▶ [What you are asked to do]: Keep only the lines that hold the string "const", filtering out the rest of the entries below.

┄┄┄┄┄┄

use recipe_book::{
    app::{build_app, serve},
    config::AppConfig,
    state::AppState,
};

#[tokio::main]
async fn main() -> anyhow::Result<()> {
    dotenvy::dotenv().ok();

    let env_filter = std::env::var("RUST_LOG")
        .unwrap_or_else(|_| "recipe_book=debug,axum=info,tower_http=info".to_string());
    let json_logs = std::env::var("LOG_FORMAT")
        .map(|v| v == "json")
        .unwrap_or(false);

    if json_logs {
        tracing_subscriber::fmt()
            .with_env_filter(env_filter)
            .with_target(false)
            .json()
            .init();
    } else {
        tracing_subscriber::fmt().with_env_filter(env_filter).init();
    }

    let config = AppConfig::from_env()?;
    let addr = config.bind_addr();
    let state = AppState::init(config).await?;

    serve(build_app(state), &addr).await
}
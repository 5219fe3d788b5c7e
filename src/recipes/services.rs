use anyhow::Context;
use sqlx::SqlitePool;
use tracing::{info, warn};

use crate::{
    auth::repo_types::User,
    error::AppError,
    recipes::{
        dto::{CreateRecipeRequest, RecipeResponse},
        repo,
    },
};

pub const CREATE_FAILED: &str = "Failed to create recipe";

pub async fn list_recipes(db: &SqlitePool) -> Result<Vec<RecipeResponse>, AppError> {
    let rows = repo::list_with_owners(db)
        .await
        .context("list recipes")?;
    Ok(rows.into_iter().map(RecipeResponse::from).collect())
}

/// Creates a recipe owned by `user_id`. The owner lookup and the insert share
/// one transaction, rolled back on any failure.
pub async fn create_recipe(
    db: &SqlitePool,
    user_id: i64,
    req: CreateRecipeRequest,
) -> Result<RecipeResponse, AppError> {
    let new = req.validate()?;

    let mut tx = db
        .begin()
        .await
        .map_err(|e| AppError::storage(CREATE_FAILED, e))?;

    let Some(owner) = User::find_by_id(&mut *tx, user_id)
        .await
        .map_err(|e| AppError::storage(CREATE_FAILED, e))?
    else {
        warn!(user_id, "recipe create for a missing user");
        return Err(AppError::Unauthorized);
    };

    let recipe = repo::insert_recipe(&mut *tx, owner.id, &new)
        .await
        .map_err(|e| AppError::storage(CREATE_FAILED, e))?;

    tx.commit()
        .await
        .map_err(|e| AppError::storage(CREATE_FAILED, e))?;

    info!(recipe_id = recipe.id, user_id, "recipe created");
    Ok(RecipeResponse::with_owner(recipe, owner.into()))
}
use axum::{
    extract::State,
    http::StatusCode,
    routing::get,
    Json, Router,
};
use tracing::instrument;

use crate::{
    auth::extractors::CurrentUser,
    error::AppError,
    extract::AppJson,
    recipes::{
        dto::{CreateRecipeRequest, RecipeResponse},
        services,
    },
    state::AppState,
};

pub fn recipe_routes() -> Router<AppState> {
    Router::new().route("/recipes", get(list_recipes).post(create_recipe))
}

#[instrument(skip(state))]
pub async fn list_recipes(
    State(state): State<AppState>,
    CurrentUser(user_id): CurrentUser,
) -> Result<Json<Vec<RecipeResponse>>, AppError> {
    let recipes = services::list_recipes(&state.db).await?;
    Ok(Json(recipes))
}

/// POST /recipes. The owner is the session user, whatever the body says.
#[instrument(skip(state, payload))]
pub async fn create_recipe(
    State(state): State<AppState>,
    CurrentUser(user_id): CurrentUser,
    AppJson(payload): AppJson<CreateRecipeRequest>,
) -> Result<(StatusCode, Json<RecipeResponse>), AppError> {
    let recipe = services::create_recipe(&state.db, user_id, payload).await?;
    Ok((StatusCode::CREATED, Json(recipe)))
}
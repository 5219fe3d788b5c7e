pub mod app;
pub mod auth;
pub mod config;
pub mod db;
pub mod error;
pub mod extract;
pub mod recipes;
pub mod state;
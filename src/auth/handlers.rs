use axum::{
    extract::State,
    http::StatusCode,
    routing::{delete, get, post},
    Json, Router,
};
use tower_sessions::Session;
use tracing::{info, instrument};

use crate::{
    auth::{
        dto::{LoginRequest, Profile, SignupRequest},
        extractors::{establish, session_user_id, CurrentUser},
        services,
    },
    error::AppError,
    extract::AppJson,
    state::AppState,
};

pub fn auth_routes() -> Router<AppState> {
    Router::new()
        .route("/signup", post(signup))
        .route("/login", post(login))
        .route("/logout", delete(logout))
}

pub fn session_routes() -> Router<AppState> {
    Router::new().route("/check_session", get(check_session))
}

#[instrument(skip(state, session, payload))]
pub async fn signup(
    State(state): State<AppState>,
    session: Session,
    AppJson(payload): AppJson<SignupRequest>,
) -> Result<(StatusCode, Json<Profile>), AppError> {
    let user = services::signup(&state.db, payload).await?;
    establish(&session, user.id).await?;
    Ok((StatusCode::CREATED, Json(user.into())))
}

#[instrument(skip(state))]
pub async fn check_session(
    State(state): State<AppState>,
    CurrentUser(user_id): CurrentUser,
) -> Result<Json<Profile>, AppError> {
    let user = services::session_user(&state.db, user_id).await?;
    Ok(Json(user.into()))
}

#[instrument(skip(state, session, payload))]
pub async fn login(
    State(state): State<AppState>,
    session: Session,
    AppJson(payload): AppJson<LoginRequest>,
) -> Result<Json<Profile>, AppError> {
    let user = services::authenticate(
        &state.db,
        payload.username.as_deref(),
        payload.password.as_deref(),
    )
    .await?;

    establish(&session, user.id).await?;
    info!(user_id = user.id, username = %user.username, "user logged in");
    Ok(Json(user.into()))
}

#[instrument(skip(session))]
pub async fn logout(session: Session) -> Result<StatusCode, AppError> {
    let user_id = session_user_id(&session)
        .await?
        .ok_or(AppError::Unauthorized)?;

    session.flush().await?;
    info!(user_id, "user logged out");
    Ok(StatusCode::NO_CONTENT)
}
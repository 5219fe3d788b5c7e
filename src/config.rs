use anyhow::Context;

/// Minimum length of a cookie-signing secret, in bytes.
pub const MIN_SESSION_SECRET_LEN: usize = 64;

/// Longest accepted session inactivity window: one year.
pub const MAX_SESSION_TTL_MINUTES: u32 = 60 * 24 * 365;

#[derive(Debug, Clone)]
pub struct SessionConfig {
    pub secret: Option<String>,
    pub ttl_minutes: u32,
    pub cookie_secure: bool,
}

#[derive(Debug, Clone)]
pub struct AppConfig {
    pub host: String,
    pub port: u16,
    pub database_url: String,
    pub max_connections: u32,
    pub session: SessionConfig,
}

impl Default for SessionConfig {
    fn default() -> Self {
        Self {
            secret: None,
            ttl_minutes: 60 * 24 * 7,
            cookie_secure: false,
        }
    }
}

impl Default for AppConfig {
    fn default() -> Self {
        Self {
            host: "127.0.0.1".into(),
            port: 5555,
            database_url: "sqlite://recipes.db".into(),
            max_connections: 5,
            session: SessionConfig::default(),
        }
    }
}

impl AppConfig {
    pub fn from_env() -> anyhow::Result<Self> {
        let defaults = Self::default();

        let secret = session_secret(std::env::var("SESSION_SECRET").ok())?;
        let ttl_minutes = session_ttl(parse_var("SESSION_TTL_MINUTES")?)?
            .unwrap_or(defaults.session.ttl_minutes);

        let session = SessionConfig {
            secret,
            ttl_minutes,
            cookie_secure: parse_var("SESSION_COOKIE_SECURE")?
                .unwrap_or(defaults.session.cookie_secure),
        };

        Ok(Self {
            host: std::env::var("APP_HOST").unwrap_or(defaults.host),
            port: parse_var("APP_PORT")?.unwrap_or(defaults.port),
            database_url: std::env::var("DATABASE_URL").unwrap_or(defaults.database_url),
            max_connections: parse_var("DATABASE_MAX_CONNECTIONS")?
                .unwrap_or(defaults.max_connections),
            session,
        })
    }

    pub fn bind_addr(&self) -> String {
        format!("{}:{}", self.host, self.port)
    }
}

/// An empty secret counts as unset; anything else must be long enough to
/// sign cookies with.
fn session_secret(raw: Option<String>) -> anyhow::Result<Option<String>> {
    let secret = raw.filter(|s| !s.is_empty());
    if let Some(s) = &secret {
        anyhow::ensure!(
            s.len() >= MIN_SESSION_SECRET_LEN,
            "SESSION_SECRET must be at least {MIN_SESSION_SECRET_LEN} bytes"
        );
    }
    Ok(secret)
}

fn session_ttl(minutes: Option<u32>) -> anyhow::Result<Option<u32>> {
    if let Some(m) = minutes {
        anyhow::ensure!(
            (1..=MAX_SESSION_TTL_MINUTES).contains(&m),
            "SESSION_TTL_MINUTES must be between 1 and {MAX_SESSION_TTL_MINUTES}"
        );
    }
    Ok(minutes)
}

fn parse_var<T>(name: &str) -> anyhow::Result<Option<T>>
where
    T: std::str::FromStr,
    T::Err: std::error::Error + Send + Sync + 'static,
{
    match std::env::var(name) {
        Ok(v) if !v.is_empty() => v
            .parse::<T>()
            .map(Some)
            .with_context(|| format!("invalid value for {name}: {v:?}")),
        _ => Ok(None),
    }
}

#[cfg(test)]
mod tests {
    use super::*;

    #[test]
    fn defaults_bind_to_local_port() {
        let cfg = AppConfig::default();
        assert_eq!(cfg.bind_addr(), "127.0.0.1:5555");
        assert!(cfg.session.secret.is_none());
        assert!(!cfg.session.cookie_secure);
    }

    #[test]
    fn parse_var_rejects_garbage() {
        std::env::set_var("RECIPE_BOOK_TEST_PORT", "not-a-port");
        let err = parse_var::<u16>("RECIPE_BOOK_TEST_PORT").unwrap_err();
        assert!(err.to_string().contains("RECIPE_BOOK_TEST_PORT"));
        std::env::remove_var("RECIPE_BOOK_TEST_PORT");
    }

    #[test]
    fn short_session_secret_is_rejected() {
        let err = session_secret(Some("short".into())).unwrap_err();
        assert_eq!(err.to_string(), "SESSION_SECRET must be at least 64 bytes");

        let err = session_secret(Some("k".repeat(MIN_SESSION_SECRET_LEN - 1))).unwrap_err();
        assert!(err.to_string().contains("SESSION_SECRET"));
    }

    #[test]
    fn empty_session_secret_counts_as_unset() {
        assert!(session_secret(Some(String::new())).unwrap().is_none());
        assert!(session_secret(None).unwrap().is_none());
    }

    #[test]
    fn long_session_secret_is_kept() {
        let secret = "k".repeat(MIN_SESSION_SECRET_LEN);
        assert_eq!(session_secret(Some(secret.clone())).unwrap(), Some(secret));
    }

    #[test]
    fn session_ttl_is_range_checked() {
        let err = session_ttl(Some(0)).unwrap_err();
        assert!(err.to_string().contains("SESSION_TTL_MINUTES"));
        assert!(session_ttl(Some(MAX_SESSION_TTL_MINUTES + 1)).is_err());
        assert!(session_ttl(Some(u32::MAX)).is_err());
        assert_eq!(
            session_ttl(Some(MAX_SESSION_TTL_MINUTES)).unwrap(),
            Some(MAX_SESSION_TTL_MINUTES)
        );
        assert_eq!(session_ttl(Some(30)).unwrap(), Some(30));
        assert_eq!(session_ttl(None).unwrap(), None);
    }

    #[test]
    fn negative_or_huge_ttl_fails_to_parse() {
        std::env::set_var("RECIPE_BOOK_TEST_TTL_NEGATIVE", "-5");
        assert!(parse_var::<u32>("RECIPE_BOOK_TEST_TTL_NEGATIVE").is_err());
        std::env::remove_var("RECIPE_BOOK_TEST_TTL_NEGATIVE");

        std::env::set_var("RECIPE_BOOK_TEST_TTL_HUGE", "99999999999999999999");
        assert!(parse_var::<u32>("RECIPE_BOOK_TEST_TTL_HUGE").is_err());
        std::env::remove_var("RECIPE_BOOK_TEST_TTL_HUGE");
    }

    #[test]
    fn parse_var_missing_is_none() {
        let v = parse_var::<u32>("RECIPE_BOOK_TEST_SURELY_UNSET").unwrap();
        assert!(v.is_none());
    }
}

┄┄┄┄┄┄

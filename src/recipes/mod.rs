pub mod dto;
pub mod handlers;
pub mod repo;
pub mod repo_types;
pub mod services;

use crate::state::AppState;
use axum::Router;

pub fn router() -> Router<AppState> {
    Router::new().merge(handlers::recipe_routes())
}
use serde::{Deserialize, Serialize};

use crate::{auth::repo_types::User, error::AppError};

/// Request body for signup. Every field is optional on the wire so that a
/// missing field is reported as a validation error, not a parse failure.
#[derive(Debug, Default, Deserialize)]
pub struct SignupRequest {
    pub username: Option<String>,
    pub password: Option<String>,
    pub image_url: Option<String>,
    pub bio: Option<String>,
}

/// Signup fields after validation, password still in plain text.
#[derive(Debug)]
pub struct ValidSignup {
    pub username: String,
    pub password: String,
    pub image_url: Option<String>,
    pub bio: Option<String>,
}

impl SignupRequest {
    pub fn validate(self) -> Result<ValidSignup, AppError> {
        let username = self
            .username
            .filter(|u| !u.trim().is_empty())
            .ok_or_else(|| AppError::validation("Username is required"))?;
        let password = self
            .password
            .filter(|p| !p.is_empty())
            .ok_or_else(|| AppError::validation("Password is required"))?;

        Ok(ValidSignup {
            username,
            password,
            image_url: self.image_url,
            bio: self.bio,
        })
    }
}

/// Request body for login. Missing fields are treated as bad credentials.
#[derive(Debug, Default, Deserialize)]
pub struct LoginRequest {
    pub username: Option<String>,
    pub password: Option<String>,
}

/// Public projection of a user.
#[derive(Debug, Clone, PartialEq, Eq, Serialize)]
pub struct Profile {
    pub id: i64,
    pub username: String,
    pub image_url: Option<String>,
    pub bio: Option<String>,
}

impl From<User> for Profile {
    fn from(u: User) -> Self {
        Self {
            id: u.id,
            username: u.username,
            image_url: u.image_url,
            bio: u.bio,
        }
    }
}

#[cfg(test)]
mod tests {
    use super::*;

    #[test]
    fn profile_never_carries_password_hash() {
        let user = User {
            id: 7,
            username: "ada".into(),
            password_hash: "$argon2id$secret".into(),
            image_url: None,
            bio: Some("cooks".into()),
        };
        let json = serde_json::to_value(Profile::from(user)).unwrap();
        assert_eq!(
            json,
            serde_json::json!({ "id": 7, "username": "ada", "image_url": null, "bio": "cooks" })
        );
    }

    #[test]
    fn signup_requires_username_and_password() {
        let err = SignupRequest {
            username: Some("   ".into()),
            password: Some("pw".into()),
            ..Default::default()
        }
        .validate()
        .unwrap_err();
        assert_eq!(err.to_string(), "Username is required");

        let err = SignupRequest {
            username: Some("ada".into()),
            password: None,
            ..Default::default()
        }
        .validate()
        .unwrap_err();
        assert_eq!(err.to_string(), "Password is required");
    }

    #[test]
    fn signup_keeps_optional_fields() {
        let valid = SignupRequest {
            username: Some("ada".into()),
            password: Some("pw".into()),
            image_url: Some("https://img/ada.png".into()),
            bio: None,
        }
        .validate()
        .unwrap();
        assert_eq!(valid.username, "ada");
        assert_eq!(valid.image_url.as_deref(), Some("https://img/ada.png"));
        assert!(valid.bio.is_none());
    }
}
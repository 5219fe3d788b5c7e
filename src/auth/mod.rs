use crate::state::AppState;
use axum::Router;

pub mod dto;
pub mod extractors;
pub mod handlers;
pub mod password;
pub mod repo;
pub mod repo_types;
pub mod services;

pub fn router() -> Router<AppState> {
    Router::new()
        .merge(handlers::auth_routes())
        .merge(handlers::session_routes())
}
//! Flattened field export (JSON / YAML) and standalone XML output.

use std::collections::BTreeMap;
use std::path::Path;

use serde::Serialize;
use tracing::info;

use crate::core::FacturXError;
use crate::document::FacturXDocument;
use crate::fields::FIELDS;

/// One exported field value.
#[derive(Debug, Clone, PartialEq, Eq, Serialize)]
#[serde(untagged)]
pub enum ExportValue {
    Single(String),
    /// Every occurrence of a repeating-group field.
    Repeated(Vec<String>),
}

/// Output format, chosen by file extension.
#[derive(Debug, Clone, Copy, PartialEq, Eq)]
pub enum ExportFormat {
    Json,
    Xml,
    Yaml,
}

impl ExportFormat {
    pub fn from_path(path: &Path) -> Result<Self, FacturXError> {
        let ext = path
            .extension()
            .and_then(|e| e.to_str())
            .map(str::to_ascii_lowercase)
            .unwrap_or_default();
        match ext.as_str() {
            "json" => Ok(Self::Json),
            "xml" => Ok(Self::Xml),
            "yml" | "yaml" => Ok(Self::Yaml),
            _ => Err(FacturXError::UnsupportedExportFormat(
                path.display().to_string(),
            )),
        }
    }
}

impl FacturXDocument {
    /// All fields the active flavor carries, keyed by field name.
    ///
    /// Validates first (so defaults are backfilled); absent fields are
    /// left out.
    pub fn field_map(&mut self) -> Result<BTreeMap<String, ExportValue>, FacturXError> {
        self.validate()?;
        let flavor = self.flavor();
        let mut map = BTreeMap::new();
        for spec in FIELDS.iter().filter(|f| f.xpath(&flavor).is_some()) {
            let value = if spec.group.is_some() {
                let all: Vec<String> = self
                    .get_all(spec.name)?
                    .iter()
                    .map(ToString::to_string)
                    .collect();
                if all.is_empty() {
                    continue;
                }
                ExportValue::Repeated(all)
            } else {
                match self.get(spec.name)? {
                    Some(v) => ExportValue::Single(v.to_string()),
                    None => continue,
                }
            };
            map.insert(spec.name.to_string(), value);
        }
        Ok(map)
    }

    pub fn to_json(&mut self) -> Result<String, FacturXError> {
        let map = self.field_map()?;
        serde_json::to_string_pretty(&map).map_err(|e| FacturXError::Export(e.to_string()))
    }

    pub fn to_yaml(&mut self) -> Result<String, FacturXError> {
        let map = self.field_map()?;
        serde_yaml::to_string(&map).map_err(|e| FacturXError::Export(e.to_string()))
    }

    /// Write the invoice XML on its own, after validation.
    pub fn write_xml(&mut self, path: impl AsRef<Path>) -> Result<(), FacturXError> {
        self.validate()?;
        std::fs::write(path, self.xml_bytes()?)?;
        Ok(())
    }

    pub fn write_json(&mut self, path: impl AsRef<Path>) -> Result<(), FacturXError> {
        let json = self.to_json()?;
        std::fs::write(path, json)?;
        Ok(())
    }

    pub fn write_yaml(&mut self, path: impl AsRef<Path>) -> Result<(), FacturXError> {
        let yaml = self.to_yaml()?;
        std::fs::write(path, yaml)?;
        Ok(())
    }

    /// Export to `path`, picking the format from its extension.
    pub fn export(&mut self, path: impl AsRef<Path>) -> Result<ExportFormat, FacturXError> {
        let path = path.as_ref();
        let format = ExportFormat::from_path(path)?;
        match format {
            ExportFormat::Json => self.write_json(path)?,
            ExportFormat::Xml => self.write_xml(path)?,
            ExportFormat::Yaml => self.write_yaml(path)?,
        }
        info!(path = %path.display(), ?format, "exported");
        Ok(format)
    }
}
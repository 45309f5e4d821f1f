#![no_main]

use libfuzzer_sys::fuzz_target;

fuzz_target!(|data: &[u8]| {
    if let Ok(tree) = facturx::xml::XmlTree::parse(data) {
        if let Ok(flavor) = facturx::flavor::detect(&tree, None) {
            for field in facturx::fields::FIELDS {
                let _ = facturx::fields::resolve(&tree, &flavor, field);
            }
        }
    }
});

┄┄┄┄┄┄

▶ [Output of the exercise]:
pub const CREATE_FAILED: &str = "Failed to create recipe";
pub const MIN_SESSION_SECRET_LEN: usize = 64;
pub const MAX_SESSION_TTL_MINUTES: u32 = 60 * 24 * 365;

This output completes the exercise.